64th ISI World Statistics Congress - Ottawa, Canada

64th ISI World Statistics Congress - Ottawa, Canada

Causal rule ensemble method considering the main effect in heterogeneous treatment effect

Author

MH
Mayu Hiraishi

Co-author

Conference

64th ISI World Statistics Congress - Ottawa, Canada

Format: CPS Abstract

Keywords: causal inference, ensemble learning, treatment effect model

Session: CPS 82 - Statistical methodology I

Thursday 20 July 8:30 a.m. - 9:40 a.m. (Canada/Eastern)

Abstract

Real world data has recently attracted attention in the medical field for its part in establishment of new treatment methods and development of new medicines. Treatment effect, the difference in outcome between the target and standard treatments, is estimated as a treatment evaluation measure. Average treatment effect is the estimation of the entire population, but the results do not always fit to all subjects. The idea of heterogeneous treatment effect (HTE) examines the point that the treatment effect on each subject will likely vary depending on the covariates. However, HTE cannot be calculated in some clinical trials because, for example, an individual’s results are obtained from only one study arm. To solve this problem, various treatment effect models have been proposed. When focusing on tree-based approaches, causal forest (Warger and Athey, 2018) and Bayesian Additive Regression Trees (BART) (Chipman et al., 2010) are included, which directly estimate treatment effect.
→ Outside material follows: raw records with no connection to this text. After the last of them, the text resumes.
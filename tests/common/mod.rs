#![allow(dead_code)]

use md5::{Digest, Md5};
use minirel::{Column, DataType, Table, Value};
use rusqlite::types::ValueRef;
use rusqlite::Connection;

/// Loads `table` into a fresh SQLite table of the same name and shape.
pub fn mirror_into_sqlite(conn: &Connection, table: &Table) {
    let columns: Vec<String> = table
        .columns()
        .iter()
        .map(|c| {
            let ty = match c.data_type {
                DataType::Integer => "INTEGER",
                DataType::Float => "REAL",
                DataType::Text => "TEXT",
            };
            format!("{} {}", c.name, ty)
        })
        .collect();
    conn.execute(
        &format!("CREATE TABLE {}({})", table.name(), columns.join(", ")),
        [],
    )
    .expect("create sqlite table");

    let placeholders = vec!["?"; table.columns().len()].join(", ");
    let sql = format!("INSERT INTO {} VALUES ({})", table.name(), placeholders);
    let mut stmt = conn.prepare(&sql).expect("prepare insert");
    for row in table.rows() {
        let params: Vec<rusqlite::types::Value> = row.iter().map(to_sqlite).collect();
        stmt.execute(rusqlite::params_from_iter(params))
            .expect("insert into sqlite");
    }
}

fn to_sqlite(value: &Value) -> rusqlite::types::Value {
    match value {
        Value::Null => rusqlite::types::Value::Null,
        Value::Integer(v) => rusqlite::types::Value::Integer(*v),
        Value::Float(v) => rusqlite::types::Value::Real(*v),
        Value::Text(s) => rusqlite::types::Value::Text(s.clone()),
    }
}

/// Runs `sql` and renders each row as text cells.
pub fn sqlite_rows(conn: &Connection, sql: &str) -> Vec<Vec<String>> {
    let mut stmt = conn.prepare(sql).expect("prepare query");
    let column_count = stmt.column_count();
    let mut rows = stmt.query([]).expect("run query");
    let mut out = Vec::new();
    while let Some(row) = rows.next().expect("next row") {
        let mut cells = Vec::with_capacity(column_count);
        for i in 0..column_count {
            let cell = match row.get_ref(i).expect("cell") {
                ValueRef::Null => "NULL".to_string(),
                ValueRef::Integer(v) => v.to_string(),
                ValueRef::Real(v) => Value::Float(v).to_string(),
                ValueRef::Text(s) => String::from_utf8_lossy(s).to_string(),
                ValueRef::Blob(_) => "NULL".to_string(),
            };
            cells.push(cell);
        }
        out.push(cells);
    }
    out
}

pub fn table_rows(table: &Table) -> Vec<Vec<String>> {
    table
        .rows()
        .iter()
        .map(|row| row.iter().map(Value::to_string).collect())
        .collect()
}

/// Order-insensitive digest of a result set.
pub fn multiset_digest(rows: &[Vec<String>]) -> String {
    let mut lines: Vec<String> = rows.iter().map(|r| r.join("|")).collect();
    lines.sort();
    let mut hasher = Md5::new();
    for line in &lines {
        hasher.update(line.as_bytes());
        hasher.update(b"\n");
    }
    format!("{:x}", hasher.finalize())
}

pub fn employees() -> Table {
    let mut table = Table::new(
        "emp",
        vec![
            Column::new("id", DataType::Integer).not_null(),
            Column::new("name", DataType::Text),
            Column::new("dept_id", DataType::Integer),
            Column::new("salary", DataType::Float),
        ],
        Some("id"),
    )
    .expect("create emp");
    let rows = [
        (1, "Alice", Some(10), Some(5200.0)),
        (2, "Bob", Some(20), Some(3100.0)),
        (3, "Carol", Some(10), Some(4700.0)),
        (4, "Dan", None, Some(2800.0)),
        (5, "Erin", Some(30), None),
        (6, "Frank", Some(20), Some(3900.0)),
        (7, "Grace", Some(10), Some(6100.0)),
        (8, "Heidi", Some(40), Some(4300.0)),
    ];
    for (id, name, dept, salary) in rows {
        table
            .insert(vec![
                Value::Integer(id),
                Value::from(name),
                Value::from(dept.map(i64::from)),
                Value::from(salary),
            ])
            .expect("insert emp");
    }
    table
}

pub fn departments() -> Table {
    let mut table = Table::new(
        "dept",
        vec![
            Column::new("id", DataType::Integer),
            Column::new("title", DataType::Text),
        ],
        Some("id"),
    )
    .expect("create dept");
    for (id, title) in [(10, "Research"), (20, "Sales"), (30, "Support"), (50, "Legal")] {
        table
            .insert(vec![Value::Integer(id), Value::from(title)])
            .expect("insert dept");
    }
    table
}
However, it is unclear which covariates or rules affect the results, because these methods are constructed “black boxed” model. RuleFit method was proposed by Freidman and Popescu (2008) as an interpretable method, and then Lee et al. (2020) applied it to clinical study, but they only adapted the rule ensemble method to the HTE estimated by different methods.
We propose a novel framework of rule ensemble directly applied to the data to estimate interpretable treatment effects. The proposed method, which is based on the RuleFit method, has two features. First, the proposed model has a main effect term that estimates the impact on outcomes independent of the treatment effect. If main effects in a true model are present, estimating the treatment effect without their consideration may lead to bias. This feature is expected to enhance the estimation accuracy of the treatment effect by considering the main effect. A second feature of the proposed method is that it uses group lasso to select the same rules. The original RuleFit method uses lasso but may select different rules between the treatment arms, so comparability cannot be guaranteed. To overcome this, our proposed method uses group lasso, which allows estimation under the same rules across both treatment groups. The proposed method appears to be useful in terms of prediction accuracy compared to existing treatment effect models (causal forest, BART) through numerical simulations. Furthermore, we verify its usefulness of the proposed method by the application to real data.